§ Exercise requirements
Below are some entries; state how many of their lines contain the word "tokio", with nothing else in the reply.

(Stored items)
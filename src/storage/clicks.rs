use crate::config::DatabaseConfig;
use crate::error::{StoreError, StoreResult};
use crate::storage::clock::{self, Clock, SystemClock};
use crate::storage::sqlite::{self, PoolLimits, PoolProbe};
use crate::storage::startup::{wait_until_ready, RetryPolicy};
use crate::storage::{schema, ClickStore};
use crate::types::{BannerId, ClickStat};
use async_trait::async_trait;
use chrono::NaiveDateTime;
use deadpool_sqlite::Pool;
use rusqlite::{params, Connection, TransactionBehavior};
use std::sync::Arc;
use std::time::{Duration, Instant};

const UPSERT_CLICK: &str = "
    INSERT INTO banner_clicks (banner_id, click_time, minute_bucket, clicks)
    VALUES (?1, ?2, ?3, 1)
    ON CONFLICT (banner_id, minute_bucket) DO UPDATE SET
        clicks     = clicks + 1,
        click_time = excluded.click_time";

const SELECT_RANGE: &str = "
    SELECT minute_bucket, clicks
    FROM banner_clicks
    WHERE banner_id = ?1
      AND minute_bucket >= ?2
      AND minute_bucket <= ?3
    ORDER BY minute_bucket ASC";

/// VM steps between deadline checks.
const PROGRESS_STEPS: i32 = 1_000;

/// Absolute end of one store call, checked from inside the blocking closure.
#[derive(Debug, Clone, Copy)]
pub(crate) struct Deadline(Instant);

impl Deadline {
    fn remaining(&self) -> Duration {
        self.0.saturating_duration_since(Instant::now())
    }

    /// Fail with `SQLITE_INTERRUPT` once the deadline has passed. An open
    /// transaction is rolled back when the error drops it.
    pub(crate) fn check(&self) -> rusqlite::Result<()> {
        if self.remaining().is_zero() {
            Err(interrupted())
        } else {
            Ok(())
        }
    }
}

fn interrupted() -> rusqlite::Error {
    rusqlite::Error::SqliteFailure(
        rusqlite::ffi::Error::new(rusqlite::ffi::SQLITE_INTERRUPT),
        None,
    )
}

fn is_busy(err: &rusqlite::Error) -> bool {
    err.sqlite_error_code() == Some(rusqlite::ErrorCode::DatabaseBusy)
}

#[derive(Debug, Clone, Copy)]
pub struct StoreOptions {
    pub op_timeout: Duration,
    /// Lock wait granted to a call, further capped by what is left of `op_timeout`.
    pub busy_timeout: Duration,
    pub retry: RetryPolicy,
    pub limits: PoolLimits,
    pub maintenance_interval: Duration,
}

impl StoreOptions {
    pub fn from_config(config: &DatabaseConfig) -> Self {
        Self {
            op_timeout: config.op_timeout(),
            busy_timeout: config.busy_timeout(),
            retry: RetryPolicy::new(config.connect_attempts, config.connect_delay()),
            limits: PoolLimits::from_config(config),
            maintenance_interval: config.maintenance_interval(),
        }
    }
}

/// [`ClickStore`] backed by a pooled SQLite database.
///
/// Holds no mutable state besides the pool: the one-row-per-minute
/// invariant is enforced by the `banner_clicks_unique` constraint and the
/// upsert, never by in-process locking.
pub struct SqliteClickStore {
    pool: Pool,
    clock: Arc<dyn Clock>,
    options: StoreOptions,
}

impl SqliteClickStore {
    /// Create the pool from config and open the store on it.
    pub async fn connect(config: &DatabaseConfig) -> StoreResult<Self> {
        let pool = sqlite::create_pool(config)?;
        Self::open(pool, StoreOptions::from_config(config)).await
    }

    pub async fn open(pool: Pool, options: StoreOptions) -> StoreResult<Self> {
        Self::open_with_clock(pool, options, Arc::new(SystemClock)).await
    }

    /// Take ownership of `pool`: wait for the backend, provision the schema,
    /// and start connection maintenance. The pool is closed if any step fails.
    pub async fn open_with_clock(
        pool: Pool,
        options: StoreOptions,
        clock: Arc<dyn Clock>,
    ) -> StoreResult<Self> {
        if let Err(e) = wait_until_ready(&PoolProbe(&pool), options.retry).await {
            pool.close();
            return Err(e);
        }

        let store = Self {
            pool,
            clock,
            options,
        };
        store
            .run("provision_schema", |conn, _| schema::provision(conn))
            .await?;

        tokio::spawn(sqlite::maintenance_loop(
            store.pool.clone(),
            options.limits,
            options.maintenance_interval,
        ));

        Ok(store)
    }

    /// Run `f` on a pooled connection within the per-call deadline, logging failures.
    async fn run<T, F>(&self, op: &'static str, f: F) -> StoreResult<T>
    where
        T: Send + 'static,
        F: FnOnce(&mut Connection, Deadline) -> rusqlite::Result<T> + Send + 'static,
    {
        let result = self.execute(f).await;
        if let Err(ref e) = result {
            tracing::warn!(op, error = %e, "click store operation failed");
        }
        result
    }

    /// Only the pool wait is abandoned on expiry. Once `f` holds a
    /// connection its outcome is always awaited: lock waits are capped at
    /// the remaining budget, long statements are interrupted by SQLite, and
    /// writers call [`Deadline::check`] before committing. A reported
    /// timeout never hides a committed write.
    async fn execute<T, F>(&self, f: F) -> StoreResult<T>
    where
        T: Send + 'static,
        F: FnOnce(&mut Connection, Deadline) -> rusqlite::Result<T> + Send + 'static,
    {
        let budget = self.options.op_timeout;
        let busy_timeout = self.options.busy_timeout;
        let deadline = Deadline(Instant::now() + budget);

        let conn = match tokio::time::timeout(budget, self.pool.get()).await {
            Ok(conn) => conn.map_err(|e| StoreError::from_pool(e, budget))?,
            Err(_) => return Err(StoreError::Timeout(budget)),
        };

        conn.interact(move |conn| {
            deadline.check()?;
            let lock_wait = deadline.remaining().min(busy_timeout);
            let capped = lock_wait < busy_timeout;
            conn.busy_timeout(lock_wait)?;
            conn.progress_handler(PROGRESS_STEPS, Some(move || deadline.check().is_err()));

            let result = f(conn, deadline)
                .map_err(|e| if capped && is_busy(&e) { interrupted() } else { e });

            conn.progress_handler(0, None::<fn() -> bool>);
            conn.busy_timeout(busy_timeout).and(result)
        })
        .await?
        .map_err(|e| StoreError::from_sqlite(e, budget))
    }
}

#[async_trait]
impl ClickStore for SqliteClickStore {
    async fn record_event(&self, banner_id: BannerId) -> StoreResult<()> {
        let click_ms = clock::to_millis(self.clock.now());
        let bucket_ms = clock::minute_bucket_millis(click_ms);

        self.run("record_event", move |conn, deadline| {
            // Write lock up front so busy_timeout covers contending writers.
            let tx = conn.transaction_with_behavior(TransactionBehavior::Immediate)?;
            deadline.check()?;
            tx.prepare_cached(UPSERT_CLICK)?
                .execute(params![banner_id, click_ms, bucket_ms])?;
            deadline.check()?;
            tx.commit()
        })
        .await
    }

    async fn query_range(
        &self,
        banner_id: BannerId,
        from: NaiveDateTime,
        to: NaiveDateTime,
    ) -> StoreResult<Vec<ClickStat>> {
        let from_ms = clock::to_millis(from);
        let to_ms = clock::to_millis(to);

        let rows = self
            .run("query_range", move |conn, _| {
                let mut stmt = conn.prepare_cached(SELECT_RANGE)?;
                let rows = stmt
                    .query_map(params![banner_id, from_ms, to_ms], |row| {
                        Ok((row.get::<_, i64>(0)?, row.get::<_, i64>(1)?))
                    })?
                    .collect::<Result<Vec<_>, _>>()?;
                Ok(rows)
            })
            .await?;

        rows.into_iter()
            .map(|(bucket_ms, clicks)| {
                let minute =
                    clock::from_millis(bucket_ms).ok_or(StoreError::InvalidTimestamp(bucket_ms))?;
                Ok(ClickStat { minute, clicks })
            })
            .collect()
    }

    async fn ping(&self) -> StoreResult<()> {
        self.run("ping", |conn, _| conn.execute_batch("SELECT 1")).await
    }

    async fn close(&self) -> StoreResult<()> {
        if !self.pool.is_closed() {
            self.pool.close();
            tracing::info!("click store closed");
        }
        Ok(())
    }
}

impl Drop for SqliteClickStore {
    fn drop(&mut self) {
        self.pool.close();
    }
}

§ Reply to the exercise
2